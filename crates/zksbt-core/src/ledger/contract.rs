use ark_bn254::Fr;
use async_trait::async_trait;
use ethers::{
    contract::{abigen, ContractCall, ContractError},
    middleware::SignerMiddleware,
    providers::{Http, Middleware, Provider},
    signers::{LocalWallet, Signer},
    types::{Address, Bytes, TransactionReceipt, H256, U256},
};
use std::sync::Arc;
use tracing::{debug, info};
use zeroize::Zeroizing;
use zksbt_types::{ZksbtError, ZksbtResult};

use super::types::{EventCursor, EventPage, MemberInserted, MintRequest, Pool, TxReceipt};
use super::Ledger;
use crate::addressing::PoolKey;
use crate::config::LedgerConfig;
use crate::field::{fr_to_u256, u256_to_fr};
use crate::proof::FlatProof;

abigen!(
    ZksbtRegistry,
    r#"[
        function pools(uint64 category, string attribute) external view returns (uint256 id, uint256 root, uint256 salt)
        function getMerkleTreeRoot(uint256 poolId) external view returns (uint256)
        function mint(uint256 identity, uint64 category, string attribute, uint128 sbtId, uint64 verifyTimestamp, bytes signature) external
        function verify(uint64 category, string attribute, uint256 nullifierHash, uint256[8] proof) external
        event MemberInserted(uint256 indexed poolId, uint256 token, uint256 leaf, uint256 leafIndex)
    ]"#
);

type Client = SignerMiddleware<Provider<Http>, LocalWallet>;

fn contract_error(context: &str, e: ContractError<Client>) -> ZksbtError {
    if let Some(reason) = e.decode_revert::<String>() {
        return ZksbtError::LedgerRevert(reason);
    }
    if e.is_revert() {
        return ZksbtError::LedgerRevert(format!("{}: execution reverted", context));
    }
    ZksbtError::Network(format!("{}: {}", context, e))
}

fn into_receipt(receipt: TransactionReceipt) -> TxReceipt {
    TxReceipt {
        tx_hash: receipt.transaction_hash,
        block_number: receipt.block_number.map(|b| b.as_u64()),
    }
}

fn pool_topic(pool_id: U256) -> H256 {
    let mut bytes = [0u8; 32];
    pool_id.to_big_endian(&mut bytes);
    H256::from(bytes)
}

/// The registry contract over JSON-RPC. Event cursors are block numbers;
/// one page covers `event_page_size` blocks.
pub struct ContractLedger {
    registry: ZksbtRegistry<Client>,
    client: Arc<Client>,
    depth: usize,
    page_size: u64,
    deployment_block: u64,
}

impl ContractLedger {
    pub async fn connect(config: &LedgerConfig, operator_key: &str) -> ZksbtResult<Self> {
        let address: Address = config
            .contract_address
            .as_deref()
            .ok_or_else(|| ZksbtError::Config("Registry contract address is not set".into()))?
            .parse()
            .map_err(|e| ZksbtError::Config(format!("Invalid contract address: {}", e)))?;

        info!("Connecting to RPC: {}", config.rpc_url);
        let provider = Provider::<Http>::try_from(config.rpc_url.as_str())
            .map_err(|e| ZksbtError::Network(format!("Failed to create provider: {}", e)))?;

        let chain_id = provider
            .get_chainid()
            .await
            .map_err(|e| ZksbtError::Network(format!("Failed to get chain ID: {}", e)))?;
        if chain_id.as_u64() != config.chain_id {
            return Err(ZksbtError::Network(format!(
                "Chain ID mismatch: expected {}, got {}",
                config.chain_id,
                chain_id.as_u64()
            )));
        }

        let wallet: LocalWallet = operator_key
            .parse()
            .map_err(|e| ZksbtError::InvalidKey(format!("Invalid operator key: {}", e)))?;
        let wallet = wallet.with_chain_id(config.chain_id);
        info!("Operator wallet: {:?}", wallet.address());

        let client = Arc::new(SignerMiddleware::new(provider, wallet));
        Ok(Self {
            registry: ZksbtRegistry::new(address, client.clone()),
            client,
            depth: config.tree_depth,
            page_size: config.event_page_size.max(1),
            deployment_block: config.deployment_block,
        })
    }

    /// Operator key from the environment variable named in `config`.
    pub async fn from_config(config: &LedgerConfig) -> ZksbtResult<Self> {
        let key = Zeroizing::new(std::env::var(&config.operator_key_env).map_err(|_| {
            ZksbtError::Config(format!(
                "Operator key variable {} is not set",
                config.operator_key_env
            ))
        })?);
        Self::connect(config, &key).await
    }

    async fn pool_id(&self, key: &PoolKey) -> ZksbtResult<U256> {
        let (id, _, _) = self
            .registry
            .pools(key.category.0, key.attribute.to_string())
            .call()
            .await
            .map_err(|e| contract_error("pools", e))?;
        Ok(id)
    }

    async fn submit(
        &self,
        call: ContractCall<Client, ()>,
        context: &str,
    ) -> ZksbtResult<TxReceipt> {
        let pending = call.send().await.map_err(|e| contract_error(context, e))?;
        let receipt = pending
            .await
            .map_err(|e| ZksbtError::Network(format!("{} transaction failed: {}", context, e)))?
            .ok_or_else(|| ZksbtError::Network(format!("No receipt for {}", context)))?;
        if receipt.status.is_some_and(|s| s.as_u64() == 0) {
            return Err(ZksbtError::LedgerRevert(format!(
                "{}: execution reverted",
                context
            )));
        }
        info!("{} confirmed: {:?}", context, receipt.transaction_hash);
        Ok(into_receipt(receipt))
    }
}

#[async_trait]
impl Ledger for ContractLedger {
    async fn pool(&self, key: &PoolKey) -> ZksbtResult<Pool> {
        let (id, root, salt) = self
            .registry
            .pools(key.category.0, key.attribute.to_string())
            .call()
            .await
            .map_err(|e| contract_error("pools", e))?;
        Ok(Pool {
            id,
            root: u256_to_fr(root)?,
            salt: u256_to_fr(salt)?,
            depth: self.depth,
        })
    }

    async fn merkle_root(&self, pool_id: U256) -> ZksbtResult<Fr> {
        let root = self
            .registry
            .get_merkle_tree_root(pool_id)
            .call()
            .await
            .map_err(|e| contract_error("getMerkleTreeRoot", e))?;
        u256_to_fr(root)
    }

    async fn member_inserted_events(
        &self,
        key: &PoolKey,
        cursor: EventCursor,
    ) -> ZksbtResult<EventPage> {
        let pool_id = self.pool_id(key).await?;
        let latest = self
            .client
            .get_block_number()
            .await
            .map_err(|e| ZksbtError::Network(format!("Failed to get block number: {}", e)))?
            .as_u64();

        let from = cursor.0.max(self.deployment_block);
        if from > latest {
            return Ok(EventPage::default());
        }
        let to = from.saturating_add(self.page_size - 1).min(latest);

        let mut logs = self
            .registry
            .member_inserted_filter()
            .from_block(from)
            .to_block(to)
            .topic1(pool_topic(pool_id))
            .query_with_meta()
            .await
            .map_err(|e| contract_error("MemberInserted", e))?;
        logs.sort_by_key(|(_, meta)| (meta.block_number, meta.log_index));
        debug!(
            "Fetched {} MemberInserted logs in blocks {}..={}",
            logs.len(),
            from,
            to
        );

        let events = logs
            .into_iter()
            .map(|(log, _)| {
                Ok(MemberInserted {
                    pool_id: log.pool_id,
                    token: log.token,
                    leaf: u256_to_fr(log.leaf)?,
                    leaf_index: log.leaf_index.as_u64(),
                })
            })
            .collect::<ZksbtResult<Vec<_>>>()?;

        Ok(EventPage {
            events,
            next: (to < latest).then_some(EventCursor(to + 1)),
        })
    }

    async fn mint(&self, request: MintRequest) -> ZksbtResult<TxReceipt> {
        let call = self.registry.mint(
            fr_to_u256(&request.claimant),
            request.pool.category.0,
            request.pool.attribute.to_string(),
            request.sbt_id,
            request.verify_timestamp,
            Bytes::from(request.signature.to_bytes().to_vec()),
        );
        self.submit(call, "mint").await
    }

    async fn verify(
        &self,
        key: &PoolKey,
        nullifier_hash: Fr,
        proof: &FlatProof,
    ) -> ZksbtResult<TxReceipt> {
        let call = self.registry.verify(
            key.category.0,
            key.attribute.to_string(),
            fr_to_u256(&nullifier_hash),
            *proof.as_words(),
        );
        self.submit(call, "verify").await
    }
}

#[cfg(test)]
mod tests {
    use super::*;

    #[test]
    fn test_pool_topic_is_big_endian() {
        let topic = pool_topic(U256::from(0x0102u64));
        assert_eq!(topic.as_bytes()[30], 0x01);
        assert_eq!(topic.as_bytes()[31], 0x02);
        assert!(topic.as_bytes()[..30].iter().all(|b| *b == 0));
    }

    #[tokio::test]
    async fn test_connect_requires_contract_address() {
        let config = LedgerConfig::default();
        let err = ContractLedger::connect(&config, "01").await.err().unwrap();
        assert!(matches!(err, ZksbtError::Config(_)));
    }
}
+--
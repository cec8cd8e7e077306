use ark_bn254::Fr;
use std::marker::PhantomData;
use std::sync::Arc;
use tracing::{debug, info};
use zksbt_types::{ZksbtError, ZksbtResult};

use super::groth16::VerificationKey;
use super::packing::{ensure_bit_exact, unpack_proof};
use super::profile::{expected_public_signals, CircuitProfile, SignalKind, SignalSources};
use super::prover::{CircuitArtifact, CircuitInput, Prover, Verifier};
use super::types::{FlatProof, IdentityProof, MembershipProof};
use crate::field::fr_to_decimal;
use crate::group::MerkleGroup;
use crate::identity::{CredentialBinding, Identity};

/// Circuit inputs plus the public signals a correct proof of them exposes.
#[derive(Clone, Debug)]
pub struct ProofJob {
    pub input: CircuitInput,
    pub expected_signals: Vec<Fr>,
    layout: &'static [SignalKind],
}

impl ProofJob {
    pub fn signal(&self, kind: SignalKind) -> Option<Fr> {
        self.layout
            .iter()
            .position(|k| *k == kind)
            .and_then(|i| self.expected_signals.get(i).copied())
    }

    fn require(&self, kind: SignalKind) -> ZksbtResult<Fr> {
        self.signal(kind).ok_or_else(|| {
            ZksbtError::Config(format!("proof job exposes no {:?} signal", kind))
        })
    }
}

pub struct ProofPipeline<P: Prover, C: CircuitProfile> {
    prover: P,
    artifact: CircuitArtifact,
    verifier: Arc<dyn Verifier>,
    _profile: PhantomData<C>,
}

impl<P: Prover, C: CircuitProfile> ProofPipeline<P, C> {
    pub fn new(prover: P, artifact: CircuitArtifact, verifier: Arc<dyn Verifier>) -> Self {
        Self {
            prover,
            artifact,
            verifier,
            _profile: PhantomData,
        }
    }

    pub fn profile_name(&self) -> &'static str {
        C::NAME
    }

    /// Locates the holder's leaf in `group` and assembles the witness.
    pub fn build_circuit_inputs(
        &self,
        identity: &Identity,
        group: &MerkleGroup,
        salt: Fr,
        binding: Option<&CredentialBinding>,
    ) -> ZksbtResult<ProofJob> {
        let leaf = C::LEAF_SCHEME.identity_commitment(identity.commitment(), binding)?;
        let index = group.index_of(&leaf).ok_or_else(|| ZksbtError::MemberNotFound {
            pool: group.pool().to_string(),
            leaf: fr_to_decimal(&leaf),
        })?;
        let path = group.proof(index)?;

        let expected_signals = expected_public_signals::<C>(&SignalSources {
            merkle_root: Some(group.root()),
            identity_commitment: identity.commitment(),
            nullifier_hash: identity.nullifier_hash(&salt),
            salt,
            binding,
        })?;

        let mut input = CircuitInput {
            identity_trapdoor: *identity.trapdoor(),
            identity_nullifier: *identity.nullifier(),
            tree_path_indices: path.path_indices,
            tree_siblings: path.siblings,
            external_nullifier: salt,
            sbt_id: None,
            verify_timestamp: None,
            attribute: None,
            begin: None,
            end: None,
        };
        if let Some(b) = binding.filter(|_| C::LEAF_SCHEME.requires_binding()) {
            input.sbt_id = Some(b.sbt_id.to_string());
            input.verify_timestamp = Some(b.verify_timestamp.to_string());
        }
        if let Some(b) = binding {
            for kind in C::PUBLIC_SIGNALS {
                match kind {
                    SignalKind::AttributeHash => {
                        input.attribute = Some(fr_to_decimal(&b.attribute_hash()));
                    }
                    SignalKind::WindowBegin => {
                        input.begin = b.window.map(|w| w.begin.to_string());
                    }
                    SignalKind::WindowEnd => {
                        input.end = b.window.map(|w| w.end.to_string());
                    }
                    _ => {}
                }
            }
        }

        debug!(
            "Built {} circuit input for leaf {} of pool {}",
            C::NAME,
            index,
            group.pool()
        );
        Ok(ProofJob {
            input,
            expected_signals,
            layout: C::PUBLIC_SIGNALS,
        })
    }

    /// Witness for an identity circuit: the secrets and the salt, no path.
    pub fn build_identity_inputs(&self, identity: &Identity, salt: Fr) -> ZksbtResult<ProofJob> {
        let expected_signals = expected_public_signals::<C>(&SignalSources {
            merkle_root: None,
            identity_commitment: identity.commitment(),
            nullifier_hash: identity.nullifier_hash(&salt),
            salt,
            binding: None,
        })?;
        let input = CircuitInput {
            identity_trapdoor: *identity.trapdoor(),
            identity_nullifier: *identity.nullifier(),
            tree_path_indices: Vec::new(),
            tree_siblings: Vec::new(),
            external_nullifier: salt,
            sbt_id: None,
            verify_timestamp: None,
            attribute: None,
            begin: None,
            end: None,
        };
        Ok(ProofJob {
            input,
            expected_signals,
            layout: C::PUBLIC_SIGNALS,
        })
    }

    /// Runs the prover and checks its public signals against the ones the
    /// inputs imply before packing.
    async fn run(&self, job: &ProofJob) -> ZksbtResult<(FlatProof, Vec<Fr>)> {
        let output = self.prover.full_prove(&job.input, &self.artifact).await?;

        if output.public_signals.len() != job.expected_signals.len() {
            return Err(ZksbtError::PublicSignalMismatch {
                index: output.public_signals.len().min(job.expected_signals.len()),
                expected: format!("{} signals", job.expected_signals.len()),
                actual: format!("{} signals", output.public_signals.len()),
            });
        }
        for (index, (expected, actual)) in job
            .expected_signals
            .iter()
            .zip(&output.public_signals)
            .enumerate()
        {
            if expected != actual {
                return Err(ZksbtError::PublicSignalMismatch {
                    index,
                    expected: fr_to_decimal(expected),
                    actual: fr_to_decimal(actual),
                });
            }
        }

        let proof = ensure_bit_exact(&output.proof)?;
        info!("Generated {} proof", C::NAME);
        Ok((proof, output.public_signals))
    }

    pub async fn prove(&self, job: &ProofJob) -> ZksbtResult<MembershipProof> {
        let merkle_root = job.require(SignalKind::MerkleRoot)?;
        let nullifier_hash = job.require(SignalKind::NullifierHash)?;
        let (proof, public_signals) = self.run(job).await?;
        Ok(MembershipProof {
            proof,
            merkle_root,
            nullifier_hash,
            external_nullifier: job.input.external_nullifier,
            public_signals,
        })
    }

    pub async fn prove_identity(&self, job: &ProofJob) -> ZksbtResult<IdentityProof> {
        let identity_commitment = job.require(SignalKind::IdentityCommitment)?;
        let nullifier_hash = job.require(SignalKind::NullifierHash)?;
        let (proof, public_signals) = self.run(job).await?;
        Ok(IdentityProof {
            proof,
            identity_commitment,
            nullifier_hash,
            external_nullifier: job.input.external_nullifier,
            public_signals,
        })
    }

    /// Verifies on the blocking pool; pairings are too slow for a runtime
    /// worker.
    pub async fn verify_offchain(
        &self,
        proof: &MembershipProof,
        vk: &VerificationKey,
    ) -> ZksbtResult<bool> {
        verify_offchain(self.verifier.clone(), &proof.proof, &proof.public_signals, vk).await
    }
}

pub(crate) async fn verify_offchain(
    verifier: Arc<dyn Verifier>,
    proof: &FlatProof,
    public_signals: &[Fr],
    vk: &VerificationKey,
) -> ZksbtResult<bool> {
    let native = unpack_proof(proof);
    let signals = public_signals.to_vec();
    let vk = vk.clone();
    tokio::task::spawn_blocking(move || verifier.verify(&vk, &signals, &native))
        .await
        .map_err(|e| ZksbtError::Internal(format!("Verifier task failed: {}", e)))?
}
+--
(Task to complete)
Return every line holding the word "MemberInserted" from the records.

(Task answer)
use super::types::{EventCursor, EventPage, MemberInserted, MintRequest, Pool, TxReceipt};
        event MemberInserted(uint256 indexed poolId, uint256 token, uint256 leaf, uint256 leafIndex)
            .map_err(|e| contract_error("MemberInserted", e))?;
            "Fetched {} MemberInserted logs in blocks {}..={}",
                Ok(MemberInserted {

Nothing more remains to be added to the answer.